◆ WORK INSTRUCTION
Wherever the string "pipeline" appears in the records, return the line that holds it.

Collection entries
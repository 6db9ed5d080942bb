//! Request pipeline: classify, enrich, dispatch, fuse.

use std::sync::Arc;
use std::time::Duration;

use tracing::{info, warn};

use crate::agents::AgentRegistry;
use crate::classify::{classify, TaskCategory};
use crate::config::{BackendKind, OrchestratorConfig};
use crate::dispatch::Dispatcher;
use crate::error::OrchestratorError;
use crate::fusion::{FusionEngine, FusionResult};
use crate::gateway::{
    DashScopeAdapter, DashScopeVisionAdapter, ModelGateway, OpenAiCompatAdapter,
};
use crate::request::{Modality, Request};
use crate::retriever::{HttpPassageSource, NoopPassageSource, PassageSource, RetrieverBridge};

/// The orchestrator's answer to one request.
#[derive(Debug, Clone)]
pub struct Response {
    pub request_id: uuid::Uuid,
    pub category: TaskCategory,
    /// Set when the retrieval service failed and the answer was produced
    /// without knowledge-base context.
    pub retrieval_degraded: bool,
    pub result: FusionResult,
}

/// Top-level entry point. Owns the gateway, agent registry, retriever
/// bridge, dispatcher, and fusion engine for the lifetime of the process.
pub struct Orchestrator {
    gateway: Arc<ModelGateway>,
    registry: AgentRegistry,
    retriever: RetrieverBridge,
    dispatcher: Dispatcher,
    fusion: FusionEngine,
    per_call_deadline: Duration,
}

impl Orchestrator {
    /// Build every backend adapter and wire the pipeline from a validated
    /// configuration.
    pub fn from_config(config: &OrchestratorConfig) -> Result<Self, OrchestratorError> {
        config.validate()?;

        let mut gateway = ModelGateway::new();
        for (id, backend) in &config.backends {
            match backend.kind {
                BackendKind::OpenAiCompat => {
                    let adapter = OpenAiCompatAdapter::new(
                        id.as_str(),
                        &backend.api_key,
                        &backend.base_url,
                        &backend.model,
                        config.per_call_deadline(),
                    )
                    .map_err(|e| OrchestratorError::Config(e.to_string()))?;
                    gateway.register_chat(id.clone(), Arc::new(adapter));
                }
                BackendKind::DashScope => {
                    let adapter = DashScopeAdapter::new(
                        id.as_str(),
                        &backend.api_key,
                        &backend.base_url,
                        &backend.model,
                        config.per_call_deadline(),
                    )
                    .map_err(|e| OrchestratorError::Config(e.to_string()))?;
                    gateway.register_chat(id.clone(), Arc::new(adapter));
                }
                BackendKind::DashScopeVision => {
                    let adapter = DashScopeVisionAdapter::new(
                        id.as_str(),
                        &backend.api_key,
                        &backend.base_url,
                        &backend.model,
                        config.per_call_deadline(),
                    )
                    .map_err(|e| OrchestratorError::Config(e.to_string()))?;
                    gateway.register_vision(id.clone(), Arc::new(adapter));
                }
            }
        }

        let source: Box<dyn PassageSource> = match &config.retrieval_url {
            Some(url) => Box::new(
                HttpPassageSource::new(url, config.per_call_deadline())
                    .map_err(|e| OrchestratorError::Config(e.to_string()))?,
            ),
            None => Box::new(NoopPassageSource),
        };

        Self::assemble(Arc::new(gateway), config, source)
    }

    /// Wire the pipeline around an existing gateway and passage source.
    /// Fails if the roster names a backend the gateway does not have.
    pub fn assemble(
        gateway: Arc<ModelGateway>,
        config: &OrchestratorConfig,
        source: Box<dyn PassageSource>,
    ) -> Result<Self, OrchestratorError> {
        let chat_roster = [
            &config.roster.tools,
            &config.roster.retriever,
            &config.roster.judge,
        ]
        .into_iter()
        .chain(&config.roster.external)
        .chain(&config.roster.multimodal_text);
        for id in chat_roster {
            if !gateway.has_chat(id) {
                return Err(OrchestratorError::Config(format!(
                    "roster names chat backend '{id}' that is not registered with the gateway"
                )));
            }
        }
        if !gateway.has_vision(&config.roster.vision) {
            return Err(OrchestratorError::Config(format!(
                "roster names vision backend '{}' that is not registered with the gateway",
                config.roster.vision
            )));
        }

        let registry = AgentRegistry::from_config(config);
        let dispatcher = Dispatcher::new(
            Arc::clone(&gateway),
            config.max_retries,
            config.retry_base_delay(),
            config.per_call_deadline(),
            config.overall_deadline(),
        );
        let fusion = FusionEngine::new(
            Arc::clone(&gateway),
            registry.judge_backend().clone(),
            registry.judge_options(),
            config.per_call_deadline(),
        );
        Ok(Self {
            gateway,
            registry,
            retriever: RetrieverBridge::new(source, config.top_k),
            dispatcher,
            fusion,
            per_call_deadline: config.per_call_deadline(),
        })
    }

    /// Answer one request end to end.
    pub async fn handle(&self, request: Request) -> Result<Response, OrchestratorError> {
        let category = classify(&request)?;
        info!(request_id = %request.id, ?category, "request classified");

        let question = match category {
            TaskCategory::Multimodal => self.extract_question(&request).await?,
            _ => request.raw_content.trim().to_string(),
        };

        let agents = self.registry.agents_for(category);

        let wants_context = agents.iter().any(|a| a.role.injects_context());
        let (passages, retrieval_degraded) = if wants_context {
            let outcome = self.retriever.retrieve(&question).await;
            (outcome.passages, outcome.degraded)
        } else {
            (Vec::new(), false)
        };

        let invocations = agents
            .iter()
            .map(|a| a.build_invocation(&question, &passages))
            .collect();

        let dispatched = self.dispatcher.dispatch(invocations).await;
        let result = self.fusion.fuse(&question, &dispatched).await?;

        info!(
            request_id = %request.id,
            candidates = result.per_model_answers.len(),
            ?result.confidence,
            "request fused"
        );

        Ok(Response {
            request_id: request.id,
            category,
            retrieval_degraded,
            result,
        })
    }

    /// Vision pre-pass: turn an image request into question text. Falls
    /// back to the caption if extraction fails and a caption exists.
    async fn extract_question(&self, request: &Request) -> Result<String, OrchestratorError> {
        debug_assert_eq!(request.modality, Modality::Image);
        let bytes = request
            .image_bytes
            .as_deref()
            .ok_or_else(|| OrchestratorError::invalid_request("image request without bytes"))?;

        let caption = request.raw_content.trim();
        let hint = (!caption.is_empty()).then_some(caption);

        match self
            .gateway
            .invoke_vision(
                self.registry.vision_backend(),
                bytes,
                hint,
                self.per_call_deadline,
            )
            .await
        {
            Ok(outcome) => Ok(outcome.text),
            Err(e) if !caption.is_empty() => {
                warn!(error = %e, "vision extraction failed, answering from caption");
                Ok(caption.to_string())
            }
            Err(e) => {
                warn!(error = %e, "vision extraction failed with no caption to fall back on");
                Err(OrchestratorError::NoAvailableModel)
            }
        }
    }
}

◆ RESULT OF THIS TASK
//! Request pipeline: classify, enrich, dispatch, fuse.
    /// Build every backend adapter and wire the pipeline from a validated
    /// Wire the pipeline around an existing gateway and passage source.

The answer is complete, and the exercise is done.